Tip Top School
Contributed by Stephen Moody. Thanks, Stephen!
Tip Top School was located in District #9 along with Saint John, Tharpe, and Blue Spring of the same district. Located not far down the road was Fairview. Blue Springs, Saint John, and Fairview were built before 1900. St. John built a new school building in 1905. Blue Springs replaced her old log structure. Tharpe school was organized and built in January 1905 and Tip Top was built in 1906 or 1907. These were one room frame buildings.
From the minutes of the county board of education is a list of teachers from 1907 and covering most years. The following is a list of Tip Top teachers.
Willie Wilkinson | 1907 |
Blanch Williams | 1908 |
Charles H. Spiceland | 1909 |
Willie Wilkinson | 1910 |
Edith Watson | 1911 |
Nellie Brigham | 1912 |
Flora Rutland | 1914 |
Lena Parker | 1915 |
Lena Parker | 1916 |
Willie Robertson | 1917 |
Cara Cathey | 1918 |
Cara Cathey | 1919 |
Pearl Parker | 1920 |
Earl Sexton | 1925 |
Robby Riggins | 1926 |
Robby Riggins | 1926 |
S.F.Burgess | 1927 |
Loyd Spiceland | 1929 |
S.F. Burgess | 1931 |
Robbie Sills Whitford | |
Jack Sykes | |
Emma D. Riggins | 1938-1940 |
The Stewart County Board of Education was organized in 1907. This body governed the school system in the county. There were 52 white schools and 14 colored schools at this date. The white schools were to run six months a year and the colored schools to run five months.
Between 1930 and 1935 school buses began transporting pupils to and from school. These were privately owned and were usually a truck cab with a bed, shelter and seats built behind the cab.
Many changes occured in the early years of the forties. The averaged daily attendance had to be twenty pupils per school and the school would be discontinued if it fell below this number. In some cases, the school would be declared isolated and be allowed to continue for a while longer. Many of the community schools began dropping below the averaged daily attendance needed to maintain a school and were always threatened with closure or consolidation.

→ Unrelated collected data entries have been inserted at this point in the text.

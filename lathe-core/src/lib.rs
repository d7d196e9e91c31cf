//! Lathe Core
//!
//! Core types shared by the Lathe pipeline compiler and execution engine.
//!
//! This crate contains:
//! - Pipeline AST: the typed document produced by the DSL parser
//! - Workflow types: lifecycle state and accumulated stage results
//! - Log types: step output records correlated to a workflow execution

pub mod domain;

pub use domain::log::{LogEntry, LogLevel};
pub use domain::pipeline::{Agent, Param, Pipeline, Stage, Step, StepParams};
pub use domain::workflow::{ExecutionReport, StageFailure, StageOutput, StageResults, WorkflowState};
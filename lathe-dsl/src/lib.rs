//! Lathe Pipeline DSL
//!
//! Turns declarative pipeline scripts into the typed AST defined in
//! `lathe-core`.
//! It includes:
//! - Lexer producing position-tagged tokens
//! - Recursive-descent parser building the pipeline document
//! - Error type carrying the offending token and its position

pub mod error;
pub mod lexer;
pub mod parser;

pub use error::ParseError;
pub use parser::parse_pipeline;

pub use lathe_core::domain::pipeline::{Agent, Param, Pipeline, Stage, Step};
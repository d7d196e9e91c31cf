//! Plugin registry
//!
//! Owns the live plugins and the command keyword table built from what they
//! advertise. Invocations take a read lock only long enough to clone the
//! plugin handle, so concurrent steps never wait on each other; registration
//! and removal take the write lock.

use lathe_core::domain::pipeline::StepParams;
use serde::Serialize;
use std::collections::HashMap;
use std::sync::Arc;
use tokio::sync::RwLock;
use tracing::{debug, info, warn};

use super::{Plugin, PluginContext};
use crate::error::RegistryError;

/// Plugin and method a command keyword resolves to
#[derive(Debug, Clone, PartialEq, Eq, Serialize)]
pub struct CommandBinding {
    pub command: String,
    pub plugin: String,
    pub method: String,
}

struct Entry {
    plugin: Arc<dyn Plugin>,
    methods: HashMap<String, String>,
}

#[derive(Default)]
struct Inner {
    plugins: HashMap<String, Entry>,
    commands: HashMap<String, CommandBinding>,
}

/// Registry of command plugins
pub struct PluginRegistry {
    ctx: PluginContext,
    inner: RwLock<Inner>,
}

impl PluginRegistry {
    /// Creates an empty registry whose plugins start with `ctx`
    pub fn new(ctx: PluginContext) -> Self {
        Self {
            ctx,
            inner: RwLock::new(Inner::default()),
        }
    }

    /// Starts a plugin and records the commands it advertises
    ///
    /// # Errors
    /// - `AlreadyRegistered` if a plugin with this name exists
    /// - `StartFailed` if the plugin's start hook fails
    /// - `CommandConflict` if one of its commands is already bound; the
    ///   plugin is stopped again
    pub async fn register(
        &self,
        name: &str,
        mut plugin: Box<dyn Plugin>,
    ) -> Result<(), RegistryError> {
        let mut inner = self.inner.write().await;

        if inner.plugins.contains_key(name) {
            return Err(RegistryError::AlreadyRegistered(name.to_string()));
        }

        plugin
            .start(&self.ctx)
            .await
            .map_err(|source| RegistryError::StartFailed {
                plugin: name.to_string(),
                source,
            })?;

        let methods = plugin.list_methods();

        let conflict = methods
            .keys()
            .find_map(|command| inner.commands.get(command));
        if let Some(existing) = conflict {
            let err = RegistryError::CommandConflict {
                command: existing.command.clone(),
                plugin: name.to_string(),
                existing: existing.plugin.clone(),
            };
            if let Err(e) = plugin.stop().await {
                warn!("Failed to stop rejected plugin {}: {:#}", name, e);
            }
            return Err(err);
        }

        for (command, method) in &methods {
            inner.commands.insert(
                command.clone(),
                CommandBinding {
                    command: command.clone(),
                    plugin: name.to_string(),
                    method: method.clone(),
                },
            );
        }

        info!("Registered plugin {} with {} command(s)", name, methods.len());

        inner.plugins.insert(
            name.to_string(),
            Entry {
                plugin: Arc::from(plugin),
                methods,
            },
        );

        Ok(())
    }

    /// Looks up the plugin method serving a command keyword
    pub async fn resolve(&self, command: &str) -> Option<CommandBinding> {
        self.inner.read().await.commands.get(command).cloned()
    }

    /// Invokes a method of a registered plugin
    ///
    /// # Errors
    /// - `UnknownPlugin` / `UnknownMethod` if nothing serves the call
    /// - `Invocation` if the plugin method itself fails
    pub async fn invoke(
        &self,
        plugin: &str,
        method: &str,
        params: &StepParams,
    ) -> Result<Option<String>, RegistryError> {
        let handle = {
            let inner = self.inner.read().await;
            let entry = inner
                .plugins
                .get(plugin)
                .ok_or_else(|| RegistryError::UnknownPlugin(plugin.to_string()))?;

            if !entry.methods.values().any(|m| m == method) {
                return Err(RegistryError::UnknownMethod {
                    plugin: plugin.to_string(),
                    method: method.to_string(),
                });
            }

            Arc::clone(&entry.plugin)
        };

        debug!("Invoking {}.{}", plugin, method);

        handle
            .invoke(method, params)
            .await
            .map_err(|source| RegistryError::Invocation {
                plugin: plugin.to_string(),
                method: method.to_string(),
                source,
            })
    }

    /// Stops a plugin and removes it with its commands
    pub async fn unregister(&self, name: &str) -> Result<(), RegistryError> {
        let entry = {
            let mut inner = self.inner.write().await;
            let entry = inner
                .plugins
                .remove(name)
                .ok_or_else(|| RegistryError::UnknownPlugin(name.to_string()))?;
            inner.commands.retain(|_, binding| binding.plugin != name);
            entry
        };

        entry
            .plugin
            .stop()
            .await
            .map_err(|source| RegistryError::StopFailed {
                plugin: name.to_string(),
                source,
            })?;

        info!("Unregistered plugin {}", name);
        Ok(())
    }

    /// Unregisters every plugin
    ///
    /// Stop failures do not interrupt the sweep; they are returned together.
    pub async fn unregister_all(&self) -> Vec<RegistryError> {
        let mut names: Vec<String> = self.inner.read().await.plugins.keys().cloned().collect();
        names.sort();

        let mut errors = Vec::new();
        for name in names {
            if let Err(e) = self.unregister(&name).await {
                warn!("{}", e);
                errors.push(e);
            }
        }
        errors
    }

    /// All command bindings, sorted by command keyword
    pub async fn commands(&self) -> Vec<CommandBinding> {
        let mut commands: Vec<_> = self.inner.read().await.commands.values().cloned().collect();
        commands.sort_by(|a, b| a.command.cmp(&b.command));
        commands
    }

    /// Names of the registered plugins, sorted
    pub async fn plugin_names(&self) -> Vec<String> {
        let mut names: Vec<_> = self.inner.read().await.plugins.keys().cloned().collect();
        names.sort();
        names
    }
}
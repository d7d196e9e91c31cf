//! Docker-compatible CLI runtime
//!
//! Drives `docker` or `podman` through child processes.

use anyhow::{Context, Result};
use async_trait::async_trait;
use tokio::process::Command;
use tracing::{debug, error, info, warn};

use super::ContainerRuntime;
use crate::process::{OutputStream, spawn_streaming};

/// Container runtime backed by a docker-compatible CLI
#[derive(Debug, Clone)]
pub struct CliContainerRuntime {
    binary: String,
}

impl CliContainerRuntime {
    /// Creates a runtime for the given CLI binary (e.g. `docker`, `podman`)
    pub fn new(binary: impl Into<String>) -> Self {
        Self {
            binary: binary.into(),
        }
    }

    /// Checks that the CLI is installed and answers
    pub async fn check_available(&self) -> Result<String> {
        let version = self
            .run(&["--version"])
            .await
            .with_context(|| {
                format!("Failed to execute '{} --version'. Is it installed?", self.binary)
            })?;

        info!("{} is available: {}", self.binary, version);
        Ok(version)
    }

    /// Runs a CLI command to completion and returns its trimmed stdout
    async fn run(&self, args: &[&str]) -> Result<String> {
        let output = Command::new(&self.binary)
            .args(args)
            .output()
            .await
            .with_context(|| format!("Failed to execute {} {}", self.binary, args.join(" ")))?;

        let stdout = String::from_utf8_lossy(&output.stdout);
        let stderr = String::from_utf8_lossy(&output.stderr);

        if !stdout.trim().is_empty() {
            debug!("{} {} stdout: {}", self.binary, args[0], stdout.trim());
        }
        if !stderr.trim().is_empty() {
            debug!("{} {} stderr: {}", self.binary, args[0], stderr.trim());
        }

        if !output.status.success() {
            let exit_code = output.status.code().unwrap_or(-1);
            let error_msg = format!(
                "{} {} failed: exit_code={}, stderr='{}'",
                self.binary,
                args.join(" "),
                exit_code,
                stderr.trim()
            );
            error!("{}", error_msg);
            anyhow::bail!("{}", error_msg);
        }

        Ok(stdout.trim().to_string())
    }
}

#[async_trait]
impl ContainerRuntime for CliContainerRuntime {
    async fn pull(&self, image: &str) -> Result<()> {
        self.run(&["pull", "--quiet", image]).await?;
        Ok(())
    }

    async fn create_and_start(&self, image: &str) -> Result<String> {
        // A TTY keeps the shell entrypoint alive until the container is stopped
        let container_id = self
            .run(&["create", "-it", "--entrypoint", "sh", image])
            .await?;

        if container_id.is_empty() {
            anyhow::bail!("{} create returned no container id", self.binary);
        }

        if let Err(e) = self.run(&["start", &container_id]).await {
            if let Err(rm) = self.run(&["rm", "-f", &container_id]).await {
                warn!("Failed to remove unstarted container {}: {:#}", container_id, rm);
            }
            return Err(e);
        }

        Ok(container_id)
    }

    async fn exec(&self, container_id: &str, argv: &[String]) -> Result<OutputStream> {
        debug!("Executing in container {}: {:?}", container_id, argv);

        let mut command = Command::new(&self.binary);
        command.arg("exec").arg(container_id).args(argv);

        spawn_streaming(command, &format!("{} exec", self.binary))
    }

    async fn stop(&self, container_id: &str) -> Result<()> {
        let stopped = self.run(&["stop", container_id]).await;
        let removed = self.run(&["rm", "-f", container_id]).await;

        stopped.and(removed).map(|_| ())
    }
}

#[cfg(test)]
mod tests {
    use super::*;

    #[tokio::test]
    async fn test_missing_binary_is_reported() {
        let runtime = CliContainerRuntime::new("lathe-no-such-container-cli");
        let err = runtime.check_available().await.unwrap_err();
        assert!(format!("{:#}", err).contains("Is it installed?"));
    }

    #[tokio::test]
    async fn test_failed_command_reports_exit_code() {
        // `false` ignores its arguments and exits 1
        let runtime = CliContainerRuntime::new("false");
        let err = runtime.pull("alpine:latest").await.unwrap_err();
        assert!(err.to_string().contains("exit_code=1"));
    }

    /// Writes a fake CLI that records its arguments and fails `start`
    #[cfg(unix)]
    fn scripted_cli() -> (std::path::PathBuf, std::path::PathBuf) {
        use std::os::unix::fs::PermissionsExt;

        let dir = std::env::temp_dir().join(format!("lathe-cli-{}", uuid::Uuid::new_v4()));
        std::fs::create_dir_all(&dir).unwrap();
        let log = dir.join("calls.log");
        let script = dir.join("fake-docker");
        std::fs::write(
            &script,
            format!(
                "#!/bin/sh\necho \"$*\" >> {log}\ncase \"$1\" in\n  create) echo ctr-42 ;;\n  start) echo 'cannot start' >&2; exit 1 ;;\nesac\n",
                log = log.display()
            ),
        )
        .unwrap();
        std::fs::set_permissions(&script, std::fs::Permissions::from_mode(0o755)).unwrap();
        (script, log)
    }

    #[cfg(unix)]
    #[tokio::test]
    async fn test_failed_start_removes_created_container() {
        let (script, log) = scripted_cli();
        let runtime = CliContainerRuntime::new(script.display().to_string());

        let err = runtime.create_and_start("alpine:latest").await.unwrap_err();
        assert!(err.to_string().contains("cannot start"));

        let calls = std::fs::read_to_string(&log).unwrap();
        let calls: Vec<_> = calls.lines().collect();
        assert_eq!(
            calls,
            vec![
                "create -it --entrypoint sh alpine:latest",
                "start ctr-42",
                "rm -f ctr-42",
            ]
        );
    }
}
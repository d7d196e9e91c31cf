//! Commands module
//!
//! Defines all CLI commands and their handlers.

mod pipeline;
mod plugins;
mod run;

use anyhow::Result;
use clap::Subcommand;

use crate::config::Config;

/// Top-level CLI commands
#[derive(Subcommand)]
pub enum Commands {
    /// Parse a pipeline script and print its structure
    Parse {
        /// Path to the pipeline script
        file: String,

        /// Print the parsed pipeline as JSON
        #[arg(long)]
        json: bool,
    },
    /// Check a pipeline script for syntax errors
    Validate {
        /// Path to the pipeline script
        file: String,
    },
    /// Run a pipeline with the built-in plugins
    Run {
        /// Path to the pipeline script
        file: String,

        /// Execution properties as key=value pairs
        #[arg(short, long, value_parser = run::parse_key_val)]
        param: Vec<(String, String)>,

        /// Print the execution report as JSON
        #[arg(long)]
        json: bool,
    },
    /// List the commands provided by the built-in plugins
    Plugins,
}

/// Handle a CLI command
///
/// Routes the command to the appropriate handler module.
///
/// # Arguments
/// * `command` - The command to execute
/// * `config` - The CLI configuration
pub async fn handle_command(command: Commands, config: &Config) -> Result<()> {
    match command {
        Commands::Parse { file, json } => pipeline::parse(&file, json),
        Commands::Validate { file } => pipeline::validate(&file),
        Commands::Run { file, param, json } => run::run(&file, param, json, config).await,
        Commands::Plugins => plugins::list(config).await,
    }
}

Many small schools closed due to low attendance and acquisition of land by the government. In 1940 Tip Top School burned and the students finished the year in the old mill house. The following year Mrs. Emma D. and her students joined the teachers and students at Fairview where Mrs. Emma became principal and remained at the school for many years.
In March of 1941 authority was given to build a new school building to accommodate the students at Fairview, Tip Top, Blue Spring, Fort Henry and Mint Spring. The building was to be located at Bear Creek Bridge. The building project was never started because Tip Top had moved to Fairview and the other three were doomed for extinction. In August of the same year, the school board signed the deed transferring to the U.S. Government (T.V.A.), Rushing Creek, Fort Henry, Mint Springs, and Gray Schools and in February of the following year, T.V.A. purchased the school property of Blue Springs, St. John, and Midway. Vinson School was discontinued previous to this.
Many people living along the Tennessee River were relocated and in some cases so were the schools, as Fort Henry, and St. John, which continued to operate for several years afterward. Other schools in the area during the 1950's were Tharp, Fairview, Hutchinson, Poplar Springs, and Model.
But the hands of time did not stop moving because eventually some of these schools cease to operate and fate struck a final blow when T.V.A. once again purchased the land in the region along the Cumberland River for the development of L.B.L. and the remaining schools closed doors closing the chapter of small community schools of that region.